These are some of the reasons why, beginning in the 1980s and continuing into the 1990s, public health agencies and researchers began to take a serious look at more moderate types of physical activity such as walking and bicycling. Mounting evidence from epidemiological studies began to reveal that moderate forms of physical activity could provide both short- and long-term health benefits, contributing to a reduction in the risk of premature mortality, chronic disease, and a host of other maladies. Moreover, public health researchers began to believe that a focus on more moderate forms of physical activity might enable a broader cross-section of the population to become physically active. Because moderate physical activity is lower in intensity, it is easier for a person who is sedentary to begin and to maintain their participation over the long term. Moderate physical activity can be purposive, meaning that it can be integrated into daily living habits, and as a result it should be more attractive to people who don’t have the necessary free time to work out at a gym or go mountain biking in the woods.
What is old, then, is new: public health agencies now endorse those forms of moderate physical activity such as walking and bicycling that used to be very commonplace in American cities and towns. Public health officials recommend that people accumulate at least thirty minutes of moderate activity on most, preferably all days of the week.
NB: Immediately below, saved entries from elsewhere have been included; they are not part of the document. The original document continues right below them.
//! Message, status and send-request types

use chrono::{DateTime, Utc};
use serde::{Deserialize, Serialize};
use std::fmt;

/// String-valued provider enum that keeps values it does not recognize
macro_rules! open_enum {
    ($(#[$meta:meta])* $name:ident { $($(#[$vmeta:meta])* $variant:ident => $wire:literal),+ $(,)? }) => {
        $(#[$meta])*
        #[derive(Debug, Clone, PartialEq, Eq, Hash, Serialize, Deserialize)]
        #[serde(from = "String", into = "String")]
        pub enum $name {
            $($(#[$vmeta])* $variant,)+
            Other(String),
        }

        impl $name {
            pub fn as_str(&self) -> &str {
                match self {
                    $($name::$variant => $wire,)+
                    $name::Other(value) => value.as_str(),
                }
            }
        }

        impl From<String> for $name {
            fn from(value: String) -> Self {
                let known = match value.as_str() {
                    $($wire => Some($name::$variant),)+
                    _ => None,
                };
                known.unwrap_or_else(|| $name::Other(value))
            }
        }

        impl From<&str> for $name {
            fn from(value: &str) -> Self {
                Self::from(value.to_string())
            }
        }

        impl From<$name> for String {
            fn from(value: $name) -> Self {
                value.as_str().to_string()
            }
        }

        impl fmt::Display for $name {
            fn fmt(&self, f: &mut fmt::Formatter<'_>) -> fmt::Result {
                f.write_str(self.as_str())
            }
        }
    };
}

open_enum! {
    /// Messaging channel
    Channel {
        Sms => "sms",
        Mms => "mms",
        Whatsapp => "whatsapp",
        Viber => "viber_service",
        Messenger => "messenger",
    }
}

open_enum! {
    /// Kind of message content
    MessageType {
        Text => "text",
        Image => "image",
        Audio => "audio",
        Video => "video",
        File => "file",
        Custom => "custom",
        Template => "template",
    }
}

open_enum! {
    /// Delivery state reported by a status webhook
    Status {
        Submitted => "submitted",
        Delivered => "delivered",
        Read => "read",
        Rejected => "rejected",
        Failed => "failed",
        Undeliverable => "undeliverable",
    }
}

impl Status {
    /// Reached the handset (read implies delivered)
    pub fn is_delivered(&self) -> bool {
        matches!(self, Status::Delivered | Status::Read)
    }

    pub fn is_failed(&self) -> bool {
        matches!(self, Status::Rejected | Status::Failed | Status::Undeliverable)
    }

    /// No further status updates are expected
    pub fn is_terminal(&self) -> bool {
        self.is_delivered() || self.is_failed()
    }
}

#[derive(Debug, Clone, Copy, PartialEq, Eq, Serialize, Deserialize)]
#[serde(rename_all = "lowercase")]
pub enum MediaKind {
    Image,
    Audio,
    Video,
    File,
}

impl MediaKind {
    pub fn message_type(self) -> MessageType {
        match self {
            MediaKind::Image => MessageType::Image,
            MediaKind::Audio => MessageType::Audio,
            MediaKind::Video => MessageType::Video,
            MediaKind::File => MessageType::File,
        }
    }
}

/// Attachment carried by an inbound message
#[derive(Debug, Clone, PartialEq, Eq, Serialize, Deserialize)]
pub struct MediaRef {
    pub kind: MediaKind,
    pub url: String,
    #[serde(default, skip_serializing_if = "Option::is_none")]
    pub caption: Option<String>,
    #[serde(default, skip_serializing_if = "Option::is_none")]
    pub name: Option<String>,
}

/// Wire format an inbound message arrived in
#[derive(Debug, Clone, Copy, PartialEq, Eq, Serialize, Deserialize)]
#[serde(rename_all = "snake_case")]
pub enum WireFormat {
    /// Messages API webhook
    Messages,
    /// Older SMS API webhook
    LegacySms,
}

/// An inbound message normalized from whichever format carried it
#[derive(Debug, Clone, PartialEq, Serialize, Deserialize)]
pub struct InboundMessage {
    pub message_id: String,
    pub from: String,
    pub to: String,
    pub timestamp: Option<DateTime<Utc>>,
    pub channel: Channel,
    pub content_type: MessageType,
    pub text: Option<String>,
    pub media: Option<MediaRef>,
    pub format: WireFormat,
}

/// Legacy inbound SMS webhook payload
#[derive(Debug, Clone, Default, PartialEq, Eq, Deserialize)]
pub struct LegacySms {
    #[serde(default)]
    pub msisdn: String,
    #[serde(default)]
    pub to: String,
    #[serde(rename = "messageId", default)]
    pub message_id: String,
    #[serde(default)]
    pub text: Option<String>,
    #[serde(rename = "message-timestamp", default)]
    pub message_timestamp: Option<String>,
    #[serde(rename = "type", default)]
    pub sms_type: Option<String>,
    #[serde(default)]
    pub keyword: Option<String>,
}

/// Status webhook payload
#[derive(Debug, Clone, PartialEq, Serialize, Deserialize)]
pub struct MessageStatus {
    pub message_uuid: String,
    #[serde(default)]
    pub to: String,
    #[serde(default)]
    pub from: String,
    #[serde(default)]
    pub timestamp: Option<DateTime<Utc>>,
    pub status: Status,
    #[serde(default, skip_serializing_if = "Option::is_none")]
    pub channel: Option<Channel>,
    #[serde(default, skip_serializing_if = "Option::is_none")]
    pub error: Option<StatusError>,
    #[serde(default, skip_serializing_if = "Option::is_none")]
    pub usage: Option<Usage>,
    #[serde(default, skip_serializing_if = "Option::is_none")]
    pub client_ref: Option<String>,
}

#[derive(Debug, Clone, PartialEq, Serialize, Deserialize)]
pub struct StatusError {
    #[serde(rename = "type", default, skip_serializing_if = "Option::is_none")]
    pub error_type: Option<String>,
    /// The provider sends a numeric code or a short phrase here
    #[serde(default, skip_serializing_if = "Option::is_none")]
    pub title: Option<serde_json::Value>,
    #[serde(default, skip_serializing_if = "Option::is_none")]
    pub detail: Option<String>,
    #[serde(default, skip_serializing_if = "Option::is_none")]
    pub instance: Option<String>,
}

#[derive(Debug, Clone, PartialEq, Eq, Serialize, Deserialize)]
pub struct Usage {
    #[serde(default, skip_serializing_if = "Option::is_none")]
    pub currency: Option<String>,
    #[serde(default, skip_serializing_if = "Option::is_none")]
    pub price: Option<String>,
}

/// Media attached to an outbound message
#[derive(Debug, Clone, PartialEq, Eq, Serialize)]
pub struct MediaContent {
    pub url: String,
    #[serde(skip_serializing_if = "Option::is_none")]
    pub caption: Option<String>,
    #[serde(skip_serializing_if = "Option::is_none")]
    pub name: Option<String>,
}

#[derive(Debug, Clone, Default, PartialEq, Eq, Serialize)]
pub struct WhatsAppOptions {
    #[serde(skip_serializing_if = "Option::is_none")]
    pub policy: Option<String>,
    #[serde(skip_serializing_if = "Option::is_none")]
    pub locale: Option<String>,
    #[serde(skip_serializing_if = "Option::is_none")]
    pub template: Option<WhatsAppTemplate>,
}

#[derive(Debug, Clone, PartialEq, Eq, Serialize)]
pub struct WhatsAppTemplate {
    pub name: String,
    #[serde(skip_serializing_if = "Vec::is_empty")]
    pub parameters: Vec<WhatsAppTemplateParam>,
}

#[derive(Debug, Clone, PartialEq, Eq, Serialize)]
pub struct WhatsAppTemplateParam {
    pub default: String,
}

/// Body of `POST /v1/messages`.
///
/// Built with one of the content constructors and refined with `with_*`.
/// A missing `from` is filled in by the client from its configured number.
#[derive(Debug, Clone, PartialEq, Eq, Serialize)]
pub struct SendRequest {
    #[serde(skip_serializing_if = "Option::is_none")]
    pub from: Option<String>,
    pub to: String,
    pub message_type: MessageType,
    pub channel: Channel,
    #[serde(skip_serializing_if = "Option::is_none")]
    pub text: Option<String>,
    #[serde(skip_serializing_if = "Option::is_none")]
    pub image: Option<MediaContent>,
    #[serde(skip_serializing_if = "Option::is_none")]
    pub audio: Option<MediaContent>,
    #[serde(skip_serializing_if = "Option::is_none")]
    pub video: Option<MediaContent>,
    #[serde(skip_serializing_if = "Option::is_none")]
    pub file: Option<MediaContent>,
    #[serde(skip_serializing_if = "Option::is_none")]
    pub whatsapp: Option<WhatsAppOptions>,
    #[serde(skip_serializing_if = "Option::is_none")]
    pub client_ref: Option<String>,
    #[serde(skip_serializing_if = "Option::is_none")]
    pub webhook_url: Option<String>,
    #[serde(skip_serializing_if = "Option::is_none")]
    pub webhook_version: Option<String>,
}

impl SendRequest {
    fn empty(channel: Channel, to: impl Into<String>, message_type: MessageType) -> Self {
        Self {
            from: None,
            to: to.into(),
            message_type,
            channel,
            text: None,
            image: None,
            audio: None,
            video: None,
            file: None,
            whatsapp: None,
            client_ref: None,
            webhook_url: None,
            webhook_version: None,
        }
    }

    pub fn text(channel: Channel, to: impl Into<String>, text: impl Into<String>) -> Self {
        Self {
            text: Some(text.into()),
            ..Self::empty(channel, to, MessageType::Text)
        }
    }

    pub fn image(channel: Channel, to: impl Into<String>, url: impl Into<String>, caption: Option<String>) -> Self {
        Self {
            image: Some(MediaContent {
                url: url.into(),
                caption,
                name: None,
            }),
            ..Self::empty(channel, to, MessageType::Image)
        }
    }

    pub fn audio(channel: Channel, to: impl Into<String>, url: impl Into<String>) -> Self {
        Self {
            audio: Some(MediaContent {
                url: url.into(),
                caption: None,
                name: None,
            }),
            ..Self::empty(channel, to, MessageType::Audio)
        }
    }

    pub fn video(channel: Channel, to: impl Into<String>, url: impl Into<String>, caption: Option<String>) -> Self {
        Self {
            video: Some(MediaContent {
                url: url.into(),
                caption,
                name: None,
            }),
            ..Self::empty(channel, to, MessageType::Video)
        }
    }

    pub fn file(channel: Channel, to: impl Into<String>, url: impl Into<String>, name: Option<String>) -> Self {
        Self {
            file: Some(MediaContent {
                url: url.into(),
                caption: None,
                name,
            }),
            ..Self::empty(channel, to, MessageType::File)
        }
    }

    pub fn with_from(mut self, from: impl Into<String>) -> Self {
        self.from = Some(from.into());
        self
    }

    /// Reference echoed back in status webhooks
    pub fn with_client_ref(mut self, client_ref: impl Into<String>) -> Self {
        self.client_ref = Some(client_ref.into());
        self
    }

    /// Status webhook override for this message only
    pub fn with_webhook_url(mut self, url: impl Into<String>) -> Self {
        self.webhook_url = Some(url.into());
        self
    }

    pub fn with_webhook_version(mut self, version: impl Into<String>) -> Self {
        self.webhook_version = Some(version.into());
        self
    }

    pub fn with_whatsapp(mut self, options: WhatsAppOptions) -> Self {
        self.whatsapp = Some(options);
        self
    }
}

#[derive(Debug, Clone, PartialEq, Eq, Deserialize)]
pub struct SendResponse {
    pub message_uuid: String,
}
Adding any additional amount of moderate activity is good; in fact, while public health agencies recommend trying to get at least thirty minutes per day, there is a belief that even ten or twenty additional minutes per day might generate some benefits. Vigorous physical activity is still considered to be an important means of staying healthy, but public health experts now believe that adding a half hour or more of moderate physical activity per day on most days of the week is enough to generate long-term health benefits.
This consensus opinion carries enormous significance for addressing the problem of physical inactivity. It suggests—perhaps demands—that public health agencies not limit themselves to programs that rely solely on motivating individuals to take up vigorous exercise. Rather, the door has been opened for an examination of the environmental influences of moderate physical activity. If one needs a half hour or more of moderate physical activity per day, accumulated in numerous short bouts, it might be wise to focus on creating environments that allow these types of activities to occur as a matter of course, as incidental to doing other things. For many people, perhaps even the majority of the population, such an approach may be the only realistic way to increase physical activity (incidentally, increasing physical activity in this way may also be a way to reduce automobile use and lessen its attendant problems, such as air pollution and congestion). For different segments of the population who are disadvantaged—many elderly and physically handicapped people, for instance—vigorous activities may be out of the question completely. For physically capable people in the prime of life, other obstacles such as a lack of time may severely constrict their ability to work out on a regular basis. For the significant percentage of the population that is sedentary, the benefits of adding a half hour of moderate physical activity each day is enormous: physical activity follows a dose-response curve, wherein the marginal benefits to increased exercise accrue the most to those who are the least active to begin with (see chapter 3).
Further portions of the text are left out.